The European patterns reported stand in contrast to new global trends published in a Feb 4 report by the American Cancer Society (Global Cancer Facts & Figures 2nd Edition), which highlights an increasing portion of cancer deaths in developing countries attributable to lifestyle changes such as smoking, unhealthy diet, and physical inactivity as opposed to infections such as hepatitis B virus (HBV), human immunodeficiency virus, human papillomavirus, and helicobacter pylori. For example, male lung cancer mortality, which is declining in Europe, has been increasing in China and other countries in Asia and Africa. And breast cancer (likely reflective of changes in reproductive patterns, obesity, physical inactivity, and delayed breast cancer screening) now leads in cancer deaths among women in developing countries, as opposed to cervical cancer, according to the ACS report.
Yet even within Europe, divides persist along national and economic lines. In a report presented to the European Parliament Feb. 9 by the European Society for Pediatric Oncology, investigators found that Eastern European countries with a heavy oncology burden tended not to collaborate in research with countries with better-developed research structures, and that pediatric cancer patients suffered as a result.
Dr. La Vecchia said in an interview that Poland’s high mortality, related to drug access and quality of treatment, was representative of other former Eastern bloc countries in the European Union. "It’s a complex problem of medical culture and organization," he said. "All central and eastern Europe countries have this problem, but there is room of improvement even in the wealthier countries."
Female lung cancer was one area that needed desperate attention throughout the European Union, Dr. La Vecchia said.
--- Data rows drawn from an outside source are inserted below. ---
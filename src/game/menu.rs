use crate::input::Direction;

/// Move selection cursor one item back, wrapping to the last item.
pub fn select_prev(selected: usize, item_count: usize) -> usize {
    if item_count == 0 {
        return 0;
    }
    (selected + item_count - 1) % item_count
}

/// Move selection cursor one item forward, wrapping to the first item.
pub fn select_next(selected: usize, item_count: usize) -> usize {
    if item_count == 0 {
        return 0;
    }
    (selected + 1) % item_count
}

/// Apply one detent to a wrapping menu cursor.
pub fn select(selected: usize, direction: Direction, item_count: usize) -> usize {
    match direction {
        Direction::Left => select_prev(selected, item_count),
        Direction::Right => select_next(selected, item_count),
    }
}
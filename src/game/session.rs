//! Per-game bookkeeping: level, lives and score.

use super::{Difficulty, RoundOutcome};
use crate::config::{
    DIFFICULTIES, LEVEL_DECAY_MS, MAX_LEVELS, MAX_LIVES, MIN_ROUND_MS, SCORE_PER_LEVEL,
};

/// Round time limit: shrinks by [`LEVEL_DECAY_MS`] per level, never below
/// [`MIN_ROUND_MS`].
pub fn round_limit_ms(difficulty: &Difficulty, level: u8) -> u32 {
    let decay = u32::from(level.saturating_sub(1)) * LEVEL_DECAY_MS;
    difficulty
        .base_limit_ms()
        .saturating_sub(decay)
        .max(MIN_ROUND_MS)
}

/// What the state machine should do after a round was recorded.
#[derive(Clone, Copy, Debug, PartialEq, Eq)]
#[cfg_attr(feature = "defmt", derive(defmt::Format))]
pub enum Verdict {
    /// Matched, next level.
    Advance,
    /// Matched the last level.
    Won,
    /// Missed, lives remain.
    Retry,
    /// Missed the last life.
    Lost,
}

#[derive(Clone, Copy, Debug, PartialEq, Eq)]
#[cfg_attr(feature = "defmt", derive(defmt::Format))]
pub struct GameSession {
    difficulty_index: usize,
    level: u8,
    lives: u8,
    score: u32,
}

impl GameSession {
    /// Fresh game at level 1 with full lives.
    ///
    /// Out-of-range indices wrap into the difficulty table.
    pub fn new(difficulty_index: usize) -> Self {
        Self {
            difficulty_index: difficulty_index % DIFFICULTIES.len(),
            level: 1,
            lives: MAX_LIVES,
            score: 0,
        }
    }

    pub fn difficulty_index(&self) -> usize {
        self.difficulty_index
    }

    pub fn difficulty(&self) -> &'static Difficulty {
        &DIFFICULTIES[self.difficulty_index]
    }

    pub fn level(&self) -> u8 {
        self.level
    }

    pub fn lives(&self) -> u8 {
        self.lives
    }

    pub fn score(&self) -> u32 {
        self.score
    }

    /// Time allowed for the current round (ms).
    pub fn round_limit_ms(&self) -> u32 {
        round_limit_ms(self.difficulty(), self.level)
    }

    /// Apply a round result.
    ///
    /// A match scores `10 * level` and advances; anything else costs
    /// exactly one life and keeps the level.
    pub fn record(&mut self, outcome: RoundOutcome) -> Verdict {
        match outcome {
            RoundOutcome::Matched => {
                self.score += SCORE_PER_LEVEL * u32::from(self.level);
                self.level += 1;
                if self.level > MAX_LEVELS {
                    Verdict::Won
                } else {
                    Verdict::Advance
                }
            }
            RoundOutcome::Mismatched | RoundOutcome::TimedOut => {
                self.lives = self.lives.saturating_sub(1);
                if self.lives > 0 {
                    Verdict::Retry
                } else {
                    Verdict::Lost
                }
            }
        }
    }
}
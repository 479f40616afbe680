//! Reflex Knob - a rotary-encoder reaction game.
//!
//! The screen asks for one of four moves (click, hold, turn left, turn
//! right) and the player has a shrinking time window to do it. Three
//! misses end the game; clearing ten levels wins it.
//!
//! This crate holds everything that can run on the host: input
//! classification, timed waits, game rules, the state machine and screen
//! layout. Hardware is reached only through the traits in [`ports`].
//!
//! Usage: `cargo test` (host) or
//! `cargo run --release --features embedded --target thumbv7em-none-eabihf`
//! (flashes through the probe-rs runner in `.cargo/config.toml`)
//!
//! Note: The embedded binary uses main.rs with #![no_std] and #![no_main]
//! and provides the Embassy-backed port implementations.

#![cfg_attr(not(test), no_std)]

pub mod config;
pub mod error;
pub mod game;
pub mod input;
pub mod ports;
pub mod screens;

#[cfg(test)]
mod bench;

pub use error::Error;
pub use game::{Game, State};
pub use input::{Direction, Move};
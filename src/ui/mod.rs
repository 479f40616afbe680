//! Board-side user interface - OLED display, push button, rotary encoder.
//!
//! These are the Embassy-backed implementations of the game's
//! [`ports`](reflex_knob::ports). Only the firmware binary builds them.
//!
//! ## Components
//!
//! - **Display**: SSD1306 128×64 OLED via I²C
//! - **Button**: one tactile switch, active-low with internal pull-up
//! - **Knob**: mechanical rotary encoder on the QDEC peripheral, drained by its own task

pub mod buttons;
pub mod display;
pub mod knob;

use embassy_time::Instant;
use reflex_knob::ports::Clock;

/// Embassy uptime as the game's monotonic clock.
pub struct Uptime;

impl Clock for Uptime {
    fn now_ms(&self) -> u64 {
        Instant::now().as_millis()
    }
}
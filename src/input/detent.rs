//! Detent counting on top of a hardware quadrature decoder.
//!
//! The nRF52840 QDEC peripheral decodes and debounces the A/B lines on its
//! own and accumulates one pulse per valid Gray-code transition, even while
//! the CPU is busy. The encoder task drains that accumulator and feeds the
//! pulses here. Pulses that do not yet add up to a whole detent carry over
//! to the next read, so a half turn and back cancels out.

#[derive(Clone, Debug)]
pub struct DetentCounter {
    pulses_per_detent: i32,
    /// Pulses not yet folded into a detent, same sign as the turn.
    pulses: i32,
    position: i32,
}

impl DetentCounter {
    pub const fn new(pulses_per_detent: i32) -> Self {
        Self {
            pulses_per_detent: if pulses_per_detent < 1 { 1 } else { pulses_per_detent },
            pulses: 0,
            position: 0,
        }
    }

    /// Detent position, positive clockwise.
    pub fn position(&self) -> i32 {
        self.position
    }

    /// Add pulses read from the decoder (positive clockwise).
    ///
    /// Returns `true` when the detent position changed.
    pub fn add(&mut self, pulses: i32) -> bool {
        self.pulses += pulses;
        let detents = self.pulses / self.pulses_per_detent;
        self.pulses -= detents * self.pulses_per_detent;
        self.position += detents;
        detents != 0
    }
}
While deaths from breast cancer in women are likely to continue to fall, the trend in female lung cancer deaths is rising everywhere but the United Kingdom, which at 20.33 per 100,000 women still has the highest female lung cancer mortality in the European Union, followed by Poland at 16.6 per 100,000. In both countries, more women will die from lung cancer than from breast cancer in 2011, the investigators predicted.
Overall, lung cancer deaths among E.U. women will increase from 12.55 per 100,000 in 2007 to 13.12 in 2011, the investigators predicted, while rates among men have fallen. "This suggests that the lung cancer epidemic in European women is still expanding, and the rate may ultimately approach 14 to 15 per 100,000 in 2015," the investigators wrote.
"This is essentially attributable to smoking," Dr. La Vecchia said. Bans on indoor smoking are now widespread in Western Europe, but "these have only been adopted over the last 5 years, so while you see some impact on cardiovascular disease, you don’t see any important change in cancer yet in the short term." Women, he said, are simply not quitting fast enough: "We need to concentrate on convincing women to stop smoking."
The investigators noted in their analysis that among the study’s weaknesses was the fact that its predictions were short term and could be affected by unexpected events. Also, they wrote, "These predictions are based on the most recent trends in available data." However, "if a change, or even a reversal of trends, has taken place in the last 2 or 3 years," they cautioned, the regression model would not have picked it up.
The study by Dr. La Vecchia, Dr. Levi, and colleagues was funded by the Swiss Cancer League and the Italian Association for Cancer Research. The authors reported having no conflicts of interest.